The absence of a formal trade agreement with the United States has had no bearing on the action that the United States has taken in respect of beef imports. The fact of the matter is that the United States since 1964 has had a statute- the meat import law- which imposes certain mandatory requirements regarding the level of meat imports permitted into the United States. A formula included in the meat import law calculates the level of various types of meat which may be imported into the United States in any calendar year. It provides that imports of fresh, chilled and frozen beef, veal, mutton and goat meat should be limited to about 5 per cent of the United States domestic production of these items. The law provides for quotas of imports based on the proportion which imports bore to domestic production in the years 1959 to 1963. The base quota is recalculated each year in accordance with the movements in domestic production. The law also requires the Secretary of Agriculture to make an estimate of imports at the beginning of each quarter. If at any time the Secretary’s import estimate exceeds 1 10 per cent of the base quota for that year it is mandatory upon the President automatically to impose quotas as provided in the law. The President may, however, suspend the operation of quotas if he determines that a level of imports higher than that which triggers the quotas is required in the national interest of the United States.

For 1976 the adjusted base import level determined under the law is 1 12 1 million lb. The trigger level is 1233 million lb. Thus in 1976, if the Secretary of Agriculture at any time estimated that meat imports for the full year would exceed 1233 million lb in the absence of any restrictions, it becomes mandatory upon the President to impose quotas. That is how this situation is worked out. The Secretary within the last week has provided the President with an estimate that imports had reached 1250 million lb in the absence of restrictions. That is 17 million lb above the trigger level. Given that estimate, the President under the law of his land had no option but to impose quotas. It should be noted that he did not impose the quotas at the adjusted base level of 1 12 1 million lb. He set quotas well above that level. In other words, the United States could have been more restrictive under its own laws than it has been. It is the first time that it has established these particular quotas under its meat laws, and that is because of the situation having developed in relation to volume, as I mentioned.

I have here many pages of material which really is highly technical and which quite simply opens up the scene to the stage that if one were to go on and on one would expose Senator Gietzelt to ridicule for his total failure to understand the problem. I think it would have been more useful to have had a debate on this subject on the basis of a much better worded motion which took matters into account on a much more accurate basis. The calculations and the comments about Canada, for instance, failed to take into account in some of the observations that were made that there is a common boundary between Canada and the United States and that a great amount of trade passes over that border between one side and the other. It is the sort of thing one would expect to have between the State of New South Wales and the State of Victoria. The rules that will apply to Canada are really not applicable in this overall context.

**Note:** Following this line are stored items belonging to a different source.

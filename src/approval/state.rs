//! Overall Approval State
//!
//! The overall status of a contract is never stored on its own; it is recomputed from the
//! two party states plus whether an anchor hash exists.

use serde::{Deserialize, Serialize};

use crate::database::models::ContractStatus;
use crate::parties::{Pairing, PartyApproval, SecondParty};

#[derive(Debug, Clone, Copy, PartialEq, Eq, Serialize, Deserialize)]
#[serde(rename_all = "snake_case")]
pub enum ApprovalState {
    NoSecondParty,
    AwaitingApproval,
    ApprovedPendingAnchor,
    Finalized,
    Rejected,
}

impl ApprovalState {
    pub fn as_str(&self) -> &'static str {
        match self {
            ApprovalState::NoSecondParty => "no_second_party",
            ApprovalState::AwaitingApproval => "awaiting_approval",
            ApprovalState::ApprovedPendingAnchor => "approved_pending_anchor",
            ApprovalState::Finalized => "finalized",
            ApprovalState::Rejected => "rejected",
        }
    }

    /// Coarse lifecycle status persisted on the contract row.
    pub fn contract_status(&self) -> ContractStatus {
        match self {
            ApprovalState::Finalized => ContractStatus::Finalized,
            ApprovalState::Rejected => ContractStatus::Rejected,
            _ => ContractStatus::PendingReview,
        }
    }
}

impl std::fmt::Display for ApprovalState {
    fn fmt(&self, f: &mut std::fmt::Formatter<'_>) -> std::fmt::Result {
        f.write_str(self.as_str())
    }
}

/// Derive the overall state of a pairing.
pub fn derive_state(pairing: &Pairing, hash_present: bool) -> ApprovalState {
    let second = match &pairing.second {
        SecondParty::Absent => return ApprovalState::NoSecondParty,
        SecondParty::Present(party) => party,
    };

    match (pairing.first.approval, second.approval) {
        (PartyApproval::Rejected, _) | (_, PartyApproval::Rejected) => ApprovalState::Rejected,
        (PartyApproval::Approved, PartyApproval::Approved) if hash_present => {
            ApprovalState::Finalized
        }
        (PartyApproval::Approved, PartyApproval::Approved) => ApprovalState::ApprovedPendingAnchor,
        _ => ApprovalState::AwaitingApproval,
    }
}
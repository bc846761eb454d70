//! Approval Coordinator
//!
//! Validates and applies every party transition. Each operation holds the contract's
//! lock and runs in a single transaction: the party change, its audit event, the stored
//! lifecycle status and (on the triggering approval) the anchor hash commit together.

use serde_json::json;
use sqlx::SqliteConnection;
use tracing::{debug, info};
use uuid::Uuid;

use crate::approval::locks::ContractLocks;
use crate::approval::state::{derive_state, ApprovalState};
use crate::audit::{AuditLog, EventKind};
use crate::database::models::{AnchorRecord, User};
use crate::database::queries::Queries;
use crate::database::{self, Database};
use crate::error::ContractError;
use crate::ledger::{AnchoringService, CanonicalDocument};
use crate::parties::{Pairing, Party, PartyApproval, PartyRegistry, PartyRole, SecondParty};

/// Result of an approve/reject call.
#[derive(Debug, Clone)]
pub struct Decision {
    pub state: ApprovalState,
    /// The anchor record created by this decision, if it finalized the contract.
    pub finalized: Option<AnchorRecord>,
    /// False when the call was an idempotent replay and nothing was written.
    pub recorded: bool,
}

#[derive(Clone)]
pub struct ApprovalCoordinator {
    database: Database,
    audit: AuditLog,
    anchoring: AnchoringService,
    locks: ContractLocks,
}

impl ApprovalCoordinator {
    pub fn new(
        database: Database,
        audit: AuditLog,
        anchoring: AnchoringService,
        locks: ContractLocks,
    ) -> Self {
        Self {
            database,
            audit,
            anchoring,
            locks,
        }
    }

    /// Attach `invitee` as second party. Only the owner may do this, and only while the
    /// contract has no second party.
    pub async fn add_second_party(
        &self,
        contract_id: Uuid,
        actor: Uuid,
        invitee: &User,
    ) -> Result<Party, ContractError> {
        let _guard = self.locks.lock(contract_id).await;
        let mut tx = self.database.pool().begin().await?;

        Queries::require_contract(&mut tx, contract_id).await?;
        let mut pairing = PartyRegistry::load_pairing(&mut tx, contract_id).await?;
        require_owner(&pairing, contract_id, actor, "add a second party")?;

        if pairing.second.is_present() {
            return Err(ContractError::ConflictError(format!(
                "Contract {} already has a second party",
                contract_id
            )));
        }
        if invitee.id == pairing.owner_id() {
            return Err(ContractError::ConflictError(
                "The contract owner cannot also be the second party".to_string(),
            ));
        }

        let now = database::now();
        let party =
            PartyRegistry::attach(&mut tx, contract_id, invitee.id, PartyRole::SecondParty, now)
                .await?;
        self.audit
            .record(
                &mut tx,
                contract_id,
                EventKind::SecondPartyAdded,
                format!("{} was added as second party", invitee.display_name()),
                Some(json!({ "user_id": invitee.id, "email": invitee.email })),
                Some(actor),
            )
            .await?;

        pairing.second = SecondParty::Present(party.clone());
        let state = self.sync_status(&mut tx, contract_id, &pairing).await?;
        tx.commit().await?;

        info!(%contract_id, "Second party {} added, now {}", invitee.id, state);
        Ok(party)
    }

    /// Detach the second party and discard every approval given so far.
    pub async fn remove_second_party(
        &self,
        contract_id: Uuid,
        actor: Uuid,
    ) -> Result<(), ContractError> {
        let _guard = self.locks.lock(contract_id).await;
        let mut tx = self.database.pool().begin().await?;

        Queries::require_contract(&mut tx, contract_id).await?;
        let mut pairing = PartyRegistry::load_pairing(&mut tx, contract_id).await?;
        require_owner(&pairing, contract_id, actor, "remove the second party")?;

        let anchored = Queries::get_anchor(&mut tx, contract_id).await?.is_some();
        let state = derive_state(&pairing, anchored);
        if state == ApprovalState::Finalized {
            return Err(ContractError::invalid_state(
                "A finalized contract keeps its parties",
                state,
            ));
        }

        let removed = pairing.second.as_party().cloned().ok_or_else(|| {
            ContractError::NotFoundError(format!("Contract {} has no second party", contract_id))
        })?;

        PartyRegistry::detach(&mut tx, contract_id, PartyRole::SecondParty).await?;
        PartyRegistry::reset(&mut tx, contract_id, PartyRole::FirstParty).await?;
        self.audit
            .record(
                &mut tx,
                contract_id,
                EventKind::SecondPartyRemoved,
                "Second party was removed; approvals reset",
                Some(json!({ "user_id": removed.user_id })),
                Some(actor),
            )
            .await?;

        pairing.second = SecondParty::Absent;
        pairing.first.approval = PartyApproval::Pending;
        pairing.first.approved_at = None;
        self.sync_status(&mut tx, contract_id, &pairing).await?;
        tx.commit().await?;

        info!(%contract_id, "Second party {} removed", removed.user_id);
        Ok(())
    }

    /// Record `actor`'s approval or rejection. The approval that completes the pair
    /// stores the anchor hash before this returns; ledger submission is left to the
    /// caller once the lock is released.
    pub async fn decide(
        &self,
        contract_id: Uuid,
        actor: Uuid,
        approved: bool,
    ) -> Result<Decision, ContractError> {
        let _guard = self.locks.lock(contract_id).await;
        let mut tx = self.database.pool().begin().await?;

        let contract = Queries::require_contract(&mut tx, contract_id).await?;
        let mut pairing = PartyRegistry::load_pairing(&mut tx, contract_id).await?;
        let (role, current) = pairing
            .party_for(actor)
            .map(|party| (party.role, party.approval))
            .ok_or_else(|| ContractError::not_a_party(contract_id))?;

        let mut anchored = Queries::get_anchor(&mut tx, contract_id).await?.is_some();
        let state = derive_state(&pairing, anchored);
        let target = if approved {
            PartyApproval::Approved
        } else {
            PartyApproval::Rejected
        };

        if state == ApprovalState::Finalized {
            if approved && current == PartyApproval::Approved {
                debug!(%contract_id, "Repeated approval on finalized contract");
                return Ok(Decision {
                    state,
                    finalized: None,
                    recorded: false,
                });
            }
            return Err(ContractError::invalid_state("Contract is already finalized", state));
        }
        if current == target {
            return Err(ContractError::invalid_state(
                format!("{} has already {} the contract", role.label(), target.as_str()),
                state,
            ));
        }

        let now = database::now();
        PartyRegistry::set_approval(&mut tx, contract_id, role, target, Some(now)).await?;
        let party = match role {
            PartyRole::FirstParty => Some(&mut pairing.first),
            PartyRole::SecondParty => match &mut pairing.second {
                SecondParty::Present(party) => Some(party),
                SecondParty::Absent => None,
            },
        };
        if let Some(party) = party {
            party.approval = target;
            party.approved_at = Some(now);
        }

        self.audit
            .record(
                &mut tx,
                contract_id,
                decision_event(role, approved),
                format!("{} {} the contract", role.label(), target.as_str()),
                Some(json!({ "role": role.as_str() })),
                Some(actor),
            )
            .await?;

        let mut finalized = None;
        if derive_state(&pairing, false) == ApprovalState::ApprovedPendingAnchor {
            let payload = CanonicalDocument::from_contract(&contract).to_bytes();
            let (record, created) = self.anchoring.store_hash(&mut tx, contract_id, &payload).await?;
            if created {
                self.audit
                    .record(
                        &mut tx,
                        contract_id,
                        EventKind::ContractFinalized,
                        "Both parties approved; contract finalized",
                        Some(json!({ "document_hash": record.document_hash })),
                        None,
                    )
                    .await?;
                finalized = Some(record);
            }
            anchored = true;
        }

        let new_state = derive_state(&pairing, anchored);
        Queries::update_contract_status(
            &mut tx,
            contract_id,
            new_state.contract_status(),
            (new_state == ApprovalState::Finalized).then_some(now),
            now,
        )
        .await?;
        tx.commit().await?;

        info!(%contract_id, "{} {}, contract now {}", role.label(), target.as_str(), new_state);
        Ok(Decision {
            state: new_state,
            finalized,
            recorded: true,
        })
    }

    async fn sync_status(
        &self,
        conn: &mut SqliteConnection,
        contract_id: Uuid,
        pairing: &Pairing,
    ) -> Result<ApprovalState, ContractError> {
        let anchored = Queries::get_anchor(&mut *conn, contract_id).await?.is_some();
        let state = derive_state(pairing, anchored);
        Queries::update_contract_status(
            &mut *conn,
            contract_id,
            state.contract_status(),
            None,
            database::now(),
        )
        .await?;
        Ok(state)
    }
}

fn require_owner(
    pairing: &Pairing,
    contract_id: Uuid,
    actor: Uuid,
    action: &str,
) -> Result<(), ContractError> {
    match pairing.party_for(actor) {
        None => Err(ContractError::not_a_party(contract_id)),
        Some(party) if party.role != PartyRole::FirstParty => Err(ContractError::owner_only(action)),
        Some(_) => Ok(()),
    }
}

fn decision_event(role: PartyRole, approved: bool) -> EventKind {
    match (role, approved) {
        (PartyRole::FirstParty, true) => EventKind::FirstPartyApproved,
        (PartyRole::FirstParty, false) => EventKind::FirstPartyRejected,
        (PartyRole::SecondParty, true) => EventKind::SecondPartyApproved,
        (PartyRole::SecondParty, false) => EventKind::SecondPartyRejected,
    }
}
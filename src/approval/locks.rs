//! Per-contract locks
//!
//! Every contract is an independently lockable unit; different contracts never contend.

use dashmap::DashMap;
use std::sync::Arc;
use tokio::sync::{Mutex, OwnedMutexGuard};
use uuid::Uuid;

#[derive(Clone, Default)]
pub struct ContractLocks {
    inner: Arc<DashMap<Uuid, Arc<Mutex<()>>>>,
}

impl ContractLocks {
    pub fn new() -> Self {
        Self::default()
    }

    /// Wait for exclusive access to `contract_id`. Not reentrant.
    pub async fn lock(&self, contract_id: Uuid) -> OwnedMutexGuard<()> {
        // Clone the Arc out so the shard guard is released before awaiting.
        let mutex = self
            .inner
            .entry(contract_id)
            .or_insert_with(|| Arc::new(Mutex::new(())))
            .clone();
        mutex.lock_owned().await
    }

    /// Drop entries nobody holds or waits on. Returns how many were removed.
    pub fn prune(&self) -> usize {
        let before = self.inner.len();
        self.inner.retain(|_, mutex| Arc::strong_count(mutex) > 1);
        before - self.inner.len()
    }

    pub fn len(&self) -> usize {
        self.inner.len()
    }

    pub fn is_empty(&self) -> bool {
        self.inner.is_empty()
    }
}
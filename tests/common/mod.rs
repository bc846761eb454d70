#![allow(dead_code)]

use async_trait::async_trait;
use chrono::Utc;
use std::collections::HashMap;
use std::sync::atomic::{AtomicBool, AtomicU64, AtomicUsize, Ordering};
use std::sync::{Arc, Mutex};
use std::time::Duration;
use uuid::Uuid;

use contract_anchor::audit::EventKind;
use contract_anchor::config::LedgerConfig;
use contract_anchor::contracts::{AnalysisSummary, NewContract};
use contract_anchor::database::models::{AnchorRecord, User};
use contract_anchor::database::Database;
use contract_anchor::directory::SqlUserDirectory;
use contract_anchor::ledger::{AnchorSubmission, LedgerClient, LedgerError, LedgerReceipt};
use contract_anchor::ContractFacade;

/// Ledger double that counts submissions and can simulate an outage or a slow gateway.
#[derive(Default)]
pub struct RecordingLedger {
    submissions: AtomicUsize,
    failing: AtomicBool,
    delay_ms: AtomicU64,
    recorded: Mutex<HashMap<Uuid, String>>,
    idempotency_keys: Mutex<Vec<String>>,
}

impl RecordingLedger {
    pub fn submissions(&self) -> usize {
        self.submissions.load(Ordering::SeqCst)
    }

    pub fn set_failing(&self, failing: bool) {
        self.failing.store(failing, Ordering::SeqCst);
    }

    /// Hold every submission for `delay` before answering.
    pub fn set_delay(&self, delay: Duration) {
        self.delay_ms.store(delay.as_millis() as u64, Ordering::SeqCst);
    }

    pub fn idempotency_keys(&self) -> Vec<String> {
        self.idempotency_keys.lock().unwrap().clone()
    }
}

#[async_trait]
impl LedgerClient for RecordingLedger {
    async fn submit(&self, submission: &AnchorSubmission) -> Result<LedgerReceipt, LedgerError> {
        let n = self.submissions.fetch_add(1, Ordering::SeqCst) + 1;
        self.idempotency_keys
            .lock()
            .unwrap()
            .push(submission.idempotency_key.clone());

        // Widen race windows a little.
        let delay = self.delay_ms.load(Ordering::SeqCst).max(5);
        tokio::time::sleep(Duration::from_millis(delay)).await;

        if self.failing.load(Ordering::SeqCst) {
            return Err(LedgerError::Unavailable("simulated outage".to_string()));
        }

        self.recorded
            .lock()
            .unwrap()
            .insert(submission.contract_id, submission.document_hash.clone());
        Ok(LedgerReceipt {
            tx_reference: format!("0xtx{:04}", n),
            block_number: Some(1000 + n as u64),
        })
    }

    async fn verify(&self, contract_id: Uuid, document_hash: &str) -> Result<bool, LedgerError> {
        Ok(self
            .recorded
            .lock()
            .unwrap()
            .get(&contract_id)
            .map(|h| h == document_hash)
            .unwrap_or(false))
    }
}

pub fn ledger_config(enabled: bool) -> LedgerConfig {
    LedgerConfig {
        enabled,
        gateway_url: Some("http://ledger.test".to_string()),
        api_key: None,
        network: "testnet".to_string(),
        max_retries: 2,
        retry_delay_secs: 0,
        submit_timeout_secs: 5,
        sweep_interval_secs: 1,
        await_submission: true,
    }
}

pub struct TestApp {
    pub database: Database,
    pub directory: Arc<SqlUserDirectory>,
    pub ledger: Arc<RecordingLedger>,
    pub facade: ContractFacade,
    pub alice: User,
    pub bob: User,
    pub carol: User,
}

pub async fn setup(ledger_enabled: bool) -> TestApp {
    setup_with(ledger_config(ledger_enabled)).await
}

pub async fn setup_with(config: LedgerConfig) -> TestApp {
    let database = Database::new_in_memory()
        .await
        .expect("Failed to create test database");
    let directory = Arc::new(SqlUserDirectory::new(database.clone()));
    let ledger = Arc::new(RecordingLedger::default());

    let alice = directory
        .register_user("alice@example.com", Some("Alice Owner"))
        .await
        .unwrap();
    let bob = directory
        .register_user("bob@example.com", Some("Bob Counterparty"))
        .await
        .unwrap();
    let carol = directory.register_user("carol@example.com", None).await.unwrap();

    let facade = ContractFacade::new(
        database.clone(),
        directory.clone(),
        ledger.clone(),
        config,
    );

    TestApp {
        database,
        directory,
        ledger,
        facade,
        alice,
        bob,
        carol,
    }
}

impl TestApp {
    /// Upload a contract owned by alice.
    pub async fn upload(&self) -> Uuid {
        self.facade
            .register_contract(
                self.alice.id,
                NewContract {
                    filename: "rental-agreement.pdf".to_string(),
                    document: format!("rental agreement {}", Utc::now()).into_bytes(),
                    risk_summary: Some("Deposit is non-refundable".to_string()),
                    ..NewContract::default()
                },
            )
            .await
            .unwrap()
            .id
    }

    pub async fn upload_analyzed(&self) -> Uuid {
        self.facade
            .register_contract(
                self.alice.id,
                NewContract {
                    filename: "employment.pdf".to_string(),
                    document: b"employment terms".to_vec(),
                    analysis: Some(AnalysisSummary { clauses: 12, risks: 3 }),
                    ..NewContract::default()
                },
            )
            .await
            .unwrap()
            .id
    }

    /// Upload, pair with bob and have both approve.
    pub async fn finalized_contract(&self) -> Uuid {
        let id = self.upload().await;
        self.facade
            .add_second_party(id, self.alice.id, &self.bob.email)
            .await
            .unwrap();
        self.facade.decide_approval(id, self.alice.id, true).await.unwrap();
        self.facade.decide_approval(id, self.bob.id, true).await.unwrap();
        id
    }

    /// Poll until a background submission has attached its transaction.
    pub async fn wait_for_confirmation(&self, contract_id: Uuid) -> AnchorRecord {
        for _ in 0..200 {
            if let Some(record) = self.facade.anchoring().record(contract_id).await.unwrap() {
                if record.is_confirmed() {
                    return record;
                }
            }
            tokio::time::sleep(Duration::from_millis(20)).await;
        }
        panic!("anchor for {} was never confirmed", contract_id);
    }

    pub async fn event_kinds(&self, contract_id: Uuid) -> Vec<EventKind> {
        self.facade
            .get_audit_trail(contract_id)
            .await
            .unwrap()
            .events
            .into_iter()
            .map(|e| e.event_type)
            .collect()
    }

    pub async fn count(&self, contract_id: Uuid, kind: EventKind) -> usize {
        self.event_kinds(contract_id)
            .await
            .into_iter()
            .filter(|k| *k == kind)
            .count()
    }
}
pub mod models;
pub mod queries;
pub mod schema;

use chrono::{DateTime, SubsecRound, Utc};
use sqlx::sqlite::{SqliteConnectOptions, SqliteJournalMode, SqlitePool, SqlitePoolOptions};
use std::str::FromStr;
use std::time::Duration;
use tracing::info;

/// SQLite-backed store. A single connection serializes writers; ledger network calls
/// never hold it.
#[derive(Clone)]
pub struct Database {
    pool: SqlitePool,
}

impl Database {
    pub async fn new(database_url: &str) -> Result<Self, sqlx::Error> {
        let options = SqliteConnectOptions::from_str(database_url)?
            .create_if_missing(true)
            .foreign_keys(true)
            .journal_mode(SqliteJournalMode::Wal)
            .busy_timeout(Duration::from_secs(5));

        let pool = SqlitePoolOptions::new()
            .max_connections(1)
            .connect_with(options)
            .await?;

        info!("Connected to {}", database_url);
        Ok(Database { pool })
    }

    /// Fresh migrated in-memory database. The connection never expires, since the
    /// data lives only as long as it does.
    pub async fn new_in_memory() -> Result<Self, sqlx::Error> {
        let options = SqliteConnectOptions::from_str("sqlite::memory:")?.foreign_keys(true);

        let pool = SqlitePoolOptions::new()
            .max_connections(1)
            .idle_timeout(None)
            .max_lifetime(None)
            .connect_with(options)
            .await?;

        let database = Database { pool };
        database.run_migrations().await?;
        Ok(database)
    }

    pub fn pool(&self) -> &SqlitePool {
        &self.pool
    }

    pub async fn run_migrations(&self) -> Result<(), sqlx::Error> {
        for (name, sql) in schema::MIGRATIONS {
            sqlx::raw_sql(sql).execute(&self.pool).await?;
            info!("Applied migration {}", name);
        }
        Ok(())
    }
}

/// Current time at the precision the store round-trips (microseconds).
pub fn now() -> DateTime<Utc> {
    Utc::now().trunc_subsecs(6)
}
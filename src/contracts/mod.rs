//! Contract Facade

pub mod facade;
pub mod types;

pub use facade::ContractFacade;
pub use types::*;
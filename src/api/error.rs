use axum::{
    http::StatusCode,
    response::{IntoResponse, Json, Response},
};
use serde_json::json;
use tracing::error;

use crate::error::ContractError;

impl ContractError {
    pub fn status_code(&self) -> StatusCode {
        match self {
            Self::AuthorizationError(_) => StatusCode::FORBIDDEN,
            Self::ConflictError(_) | Self::InvalidStateError { .. } => StatusCode::CONFLICT,
            Self::NotFoundError(_) => StatusCode::NOT_FOUND,
            Self::ValidationError(_) => StatusCode::BAD_REQUEST,
            Self::LedgerTransientError(_) => StatusCode::SERVICE_UNAVAILABLE,
            Self::DatabaseError(_) | Self::ConfigError(_) => StatusCode::INTERNAL_SERVER_ERROR,
        }
    }
}

impl IntoResponse for ContractError {
    fn into_response(self) -> Response {
        let status = self.status_code();
        if status.is_server_error() {
            error!("Request failed: {}", self);
        }

        let mut body = json!({
            "error": self.kind(),
            "message": self.to_string(),
        });
        if let Self::InvalidStateError { status: current, .. } = &self {
            body["current_status"] = json!(current);
        }

        (status, Json(body)).into_response()
    }
}
//! Operator tool for contract audit trails and pending anchors.

use anyhow::{anyhow, Result};
use clap::{Parser, Subcommand};
use std::sync::Arc;
use tracing::{error, info};
use uuid::Uuid;

use contract_anchor::config::AppConfig;
use contract_anchor::database::Database;
use contract_anchor::directory::SqlUserDirectory;
use contract_anchor::ledger::{DisabledLedger, HttpLedgerClient, LedgerClient};
use contract_anchor::ContractFacade;

#[derive(Parser)]
#[command(name = "audit-trail", version, about = "Inspect contract audit trails and anchors")]
struct Cli {
    /// TOML configuration file; environment variables are used when absent
    #[arg(short, long)]
    config: Option<String>,

    #[command(subcommand)]
    command: Command,
}

#[derive(Subcommand)]
enum Command {
    /// Verify the hash chain of one contract's audit trail
    Verify {
        contract_id: Uuid,
        /// Print every event
        #[arg(short, long)]
        verbose: bool,
    },
    /// Resubmit stored hashes that never confirmed on the ledger
    Sweep,
}

#[tokio::main]
async fn main() -> Result<()> {
    tracing_subscriber::fmt::init();
    let cli = Cli::parse();

    let config = match &cli.config {
        Some(path) => AppConfig::from_file(path)?,
        None => AppConfig::load()?,
    };
    let database = Database::new(&config.database_url).await?;
    database.run_migrations().await?;

    let ledger: Arc<dyn LedgerClient> = if config.ledger.is_enabled() {
        Arc::new(HttpLedgerClient::from_config(&config.ledger)?)
    } else {
        Arc::new(DisabledLedger)
    };
    let facade = ContractFacade::new(
        database.clone(),
        Arc::new(SqlUserDirectory::new(database)),
        ledger,
        config.ledger.clone(),
    );

    match cli.command {
        Command::Verify { contract_id, verbose } => {
            let trail = facade.get_audit_trail(contract_id).await?;
            if verbose {
                for event in &trail.events {
                    println!(
                        "{:>4} {} {:<22} {} [{}]",
                        event.sequence,
                        event.created_at.to_rfc3339(),
                        event.event_type.as_str(),
                        event.description,
                        event.user_name.as_deref().unwrap_or("system")
                    );
                }
            }

            let result = facade.verify_audit_trail(contract_id).await?;
            if !result.valid {
                let problem = result.problem.unwrap_or_default();
                error!("Audit trail of {} is broken: {}", contract_id, problem);
                return Err(anyhow!("verification failed: {}", problem));
            }

            println!("✓ {} events verified, head {}", result.events_checked, result.head_hash);
            if let Some(anchor) = trail.anchor {
                println!(
                    "  anchor {} ({})",
                    anchor.document_hash,
                    anchor.tx_reference.as_deref().unwrap_or("unconfirmed")
                );
            }
        }
        Command::Sweep => {
            let report = facade.sweeper().sweep_once().await?;
            info!("Sweep finished");
            println!("{}", serde_json::to_string_pretty(&report)?);
        }
    }

    Ok(())
}
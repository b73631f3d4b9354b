// SPDX-License-Identifier: BUSL-1.1
// Copyright (c) 2026 Alfred Jean LLC

use assert_cmd::Command;

fn cmd(dir: &tempfile::TempDir) -> Command {
    let mut cmd = Command::cargo_bin("vncctl").unwrap();
    cmd.env("VNC_PORT_MIN", "9200")
        .env("VNC_PORT_MAX", "9202")
        .env("VNC_STATE_FILE", dir.path().join("state.json"))
        .env("VNC_LOCK_FILE", dir.path().join("state.lock"));
    cmd
}

#[test]
fn list_on_a_fresh_pool_reports_no_active_sessions() {
    let dir = tempfile::tempdir().unwrap();
    cmd(&dir)
        .arg("list")
        .assert()
        .success()
        .stdout(predicates::str::contains("no active sessions"));
}

#[test]
fn stats_on_a_fresh_pool_reports_full_utilization_headroom() {
    let dir = tempfile::tempdir().unwrap();
    cmd(&dir)
        .arg("stats")
        .assert()
        .success()
        .stdout(predicates::str::contains("total:       3"))
        .stdout(predicates::str::contains("allocated:   0"));
}

#[test]
fn stop_on_an_unknown_vm_reports_no_session() {
    let dir = tempfile::tempdir().unwrap();
    cmd(&dir)
        .args(["stop", "no-such-vm"])
        .assert()
        .success()
        .stdout(predicates::str::contains("no session for no-such-vm"));
}

#[test]
fn reconcile_on_a_fresh_pool_reports_nothing_to_reconcile() {
    let dir = tempfile::tempdir().unwrap();
    cmd(&dir)
        .arg("reconcile")
        .assert()
        .success()
        .stdout(predicates::str::contains("stale_released: 0"))
        .stdout(predicates::str::contains("adopted:        0"));
}

#[test]
fn stats_json_output_is_well_formed() {
    let dir = tempfile::tempdir().unwrap();
    let output = cmd(&dir)
        .args(["--output", "json", "stats"])
        .assert()
        .success()
        .get_output()
        .stdout
        .clone();
    let value: serde_json::Value = serde_json::from_slice(&output).unwrap();
    assert_eq!(value["total"], 3);
    assert_eq!(value["allocated"], 0);
}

It is perfectly correct that the Deputy Prime Minister (Mr Anthony) in the absence of the Prime Minister (Mr Malcolm Fraser), when this matter first came up, raised the matter with the Prime Minister in Jakarta, regarding it as serious and as necessary to communicate with the Prime Minister about it. Why is that so? It is so because the rules are quite simple: If a message is to go to the President of the United States it must come from the Prime Minister of Australia. Such a message has been sent to the President of the United States. It has been sent in explicit and quite precise terms. It is a long message and it makes our situation quite clear to the United States. I think perhaps we ought to be more adult in our behaviour in these situations than this motion would suggest we have been. I do not think it has helped in any way whatsoever in the discussion of the problem. It certainly does nothing for our relations with the United States which, after all, is a large customer for our beef. If people in the United States were to read the speech of Senator Gietzelt I do not think they would feel that they were dealing with friendly sellers; theymight think that they were dealing with other hostile people.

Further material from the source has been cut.